DU sez: If our third rock from the sun does not slow down a bit in the near future, we may all fly off for lack of anything sufficiently substantive to hold us down.

DU Take 2:

Front page articles from The Japan Times, Friday, January 13, 2006:
* "Bird flu confab faces global pandemic fear" I am going to have to go back and check the book of Revelation in the Bible to see if the profile may fit. Seriously.
* "Japan will deploy foreign spy planes in 2007" It seems that intelligence takes a lot of work unless it has to do with the origin of life, in which case the establishment says getting intelligent information is just rolling dice enough times. Hmm?
* "New 'dark energy' study pokes holes in Einstein's 'cosmological constant'." LSU astronomer Bradley Schaefer tossed a grenade into the universe expansion and dark matter debate, presenting new research to suggest that the force 'dark energy' exerts may have varied over time. But DU now predicts that, no matter what evidence might show up, the high priests of evolution mythology will continue to insist that all processes now acting have been exactly the same throughout all time past ("uniformitarian principle"). It is this uniformitarian principle that is used to define God out of the origins game. Keep watching on this one. Oh - and it is also interesting that the Asia Wall Street Journal put this article on the next to last page. I guess it if ain't money, it ain't page one even in the Asia version of WSJ.
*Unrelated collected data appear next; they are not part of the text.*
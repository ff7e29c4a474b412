use std::collections::BTreeSet;
use std::ops::Range;
use std::sync::Arc;

use chrono::{DateTime, Utc};
use fairgap_core::{Candle, CandleSeries, FairGapError, Granularity, TradingCalendar};
use rand::rngs::StdRng;
use rand::{Rng, SeedableRng};
use rust_decimal::Decimal;

/// Builder for a seeded random-walk candle series.
///
/// The same settings always produce the same bars. When session-aware, bar
/// slots the calendar marks as closed are skipped, so the series has no
/// missing data until bars are dropped on purpose.
#[derive(Debug, Clone)]
pub struct SeriesFixture {
    granularity: Granularity,
    start: DateTime<Utc>,
    bars: usize,
    seed: u64,
    start_cents: i64,
    max_move_cents: i64,
    calendar: Option<Arc<TradingCalendar>>,
    dropped: BTreeSet<usize>,
    duplicated: BTreeSet<usize>,
    overrides: Vec<(usize, [Decimal; 4])>,
    extra: Vec<Candle>,
}

impl SeriesFixture {
    /// 100 session-aware bars from `start`, seed 7, starting at 100.00.
    #[must_use]
    pub fn new(granularity: Granularity, start: DateTime<Utc>) -> Self {
        Self {
            granularity,
            start,
            bars: 100,
            seed: 7,
            start_cents: 10_000,
            max_move_cents: 50,
            calendar: Some(Arc::new(TradingCalendar::default())),
            dropped: BTreeSet::new(),
            duplicated: BTreeSet::new(),
            overrides: Vec::new(),
            extra: Vec::new(),
        }
    }

    /// Number of bars generated before drops and duplicates.
    #[must_use]
    pub const fn bars(mut self, n: usize) -> Self {
        self.bars = n;
        self
    }

    /// Random walk seed.
    #[must_use]
    pub const fn seed(mut self, seed: u64) -> Self {
        self.seed = seed;
        self
    }

    /// Opening price in cents.
    #[must_use]
    pub const fn start_cents(mut self, cents: i64) -> Self {
        self.start_cents = cents;
        self
    }

    /// Largest close-to-close move per bar, in cents.
    #[must_use]
    pub const fn max_move_cents(mut self, cents: i64) -> Self {
        self.max_move_cents = cents;
        self
    }

    /// Skip closed slots according to `calendar`.
    #[must_use]
    pub fn calendar(mut self, calendar: Arc<TradingCalendar>) -> Self {
        self.calendar = Some(calendar);
        self
    }

    /// Emit one bar per slot, ignoring trading sessions.
    #[must_use]
    pub fn continuous(mut self) -> Self {
        self.calendar = None;
        self
    }

    /// Remove the generated bars in `range`.
    #[must_use]
    pub fn drop_range(mut self, range: Range<usize>) -> Self {
        self.dropped.extend(range);
        self
    }

    /// Repeat the generated bar at `index` with the same timestamp.
    #[must_use]
    pub fn duplicate(mut self, index: usize) -> Self {
        self.duplicated.insert(index);
        self
    }

    /// Replace the prices of the generated bar at `index`.
    #[must_use]
    pub fn with_prices(
        mut self,
        index: usize,
        open: Decimal,
        high: Decimal,
        low: Decimal,
        close: Decimal,
    ) -> Self {
        self.overrides.push((index, [open, high, low, close]));
        self
    }

    /// Add an explicit candle. It is placed by timestamp when the series is
    /// built and may be malformed on purpose.
    #[must_use]
    pub fn insert(mut self, candle: Candle) -> Self {
        self.extra.push(candle);
        self
    }

    /// Generate the bars, followed by any inserted candles.
    ///
    /// # Errors
    /// Returns `CalendarRangeExceeded` if a session-aware walk leaves the
    /// calendar window.
    pub fn build(&self) -> Result<Vec<Candle>, FairGapError> {
        let mut rng = StdRng::seed_from_u64(self.seed);
        let step = self.granularity.step();
        let mut slot = self.start;
        let mut close = self.start_cents;
        let mut out = Vec::with_capacity(self.bars + self.duplicated.len() + self.extra.len());

        for index in 0..self.bars {
            slot = self.next_open_slot(slot)?;
            let open = close;
            let mv = rng.random_range(-self.max_move_cents..=self.max_move_cents);
            close = (open + mv).max(1);
            let up = rng.random_range(0..=self.max_move_cents / 2);
            let down = rng.random_range(0..=self.max_move_cents / 2);
            let high = open.max(close) + up;
            let low = (open.min(close) - down).max(1);
            let mut candle = Candle::new(
                slot,
                Decimal::new(open, 2),
                Decimal::new(high, 2),
                Decimal::new(low, 2),
                Decimal::new(close, 2),
            )
            .with_volume(rng.random_range(100..10_000));

            if let Some((_, [o, h, l, c])) = self.overrides.iter().rev().find(|(i, _)| *i == index) {
                candle.open = *o;
                candle.high = *h;
                candle.low = *l;
                candle.close = *c;
            }
            if !self.dropped.contains(&index) {
                if self.duplicated.contains(&index) {
                    out.push(candle.clone());
                }
                out.push(candle);
            }
            slot += step;
        }
        out.extend(self.extra.iter().cloned());
        Ok(out)
    }

    /// Generate the bars and wrap them in a validated series.
    ///
    /// # Errors
    /// See [`SeriesFixture::build`].
    pub fn build_series(&self) -> Result<CandleSeries, FairGapError> {
        Ok(CandleSeries::new(self.granularity, self.build()?))
    }

    fn next_open_slot(&self, mut slot: DateTime<Utc>) -> Result<DateTime<Utc>, FairGapError> {
        let Some(cal) = &self.calendar else {
            return Ok(slot);
        };
        loop {
            let open = if self.granularity.is_daily() {
                cal.is_trading_day(slot.date_naive())?
            } else {
                cal.is_in_session(slot)?
            };
            if open {
                return Ok(slot);
            }
            slot += self.granularity.step();
        }
    }
}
* "Forests may emit a lot of greenhouse gas methane." This one could be a bombshell on the Kyoto accords for reduction of the planet's greenhouse gases. Forests had always been viewed as a "sink" for carbon dioxide (considered a "greenhouse gas"), but this study says they also may be a significant source for methane, also a "greenhouse gas." Kind of like "forest giveth and forest taketh away." I am still wondering if this is global warming is an overblown deal. Seems like I recall that some long-buried sediments suggest a past atmospheric CO2 content more than 10 times the present content. I'll have to keep watching this one also.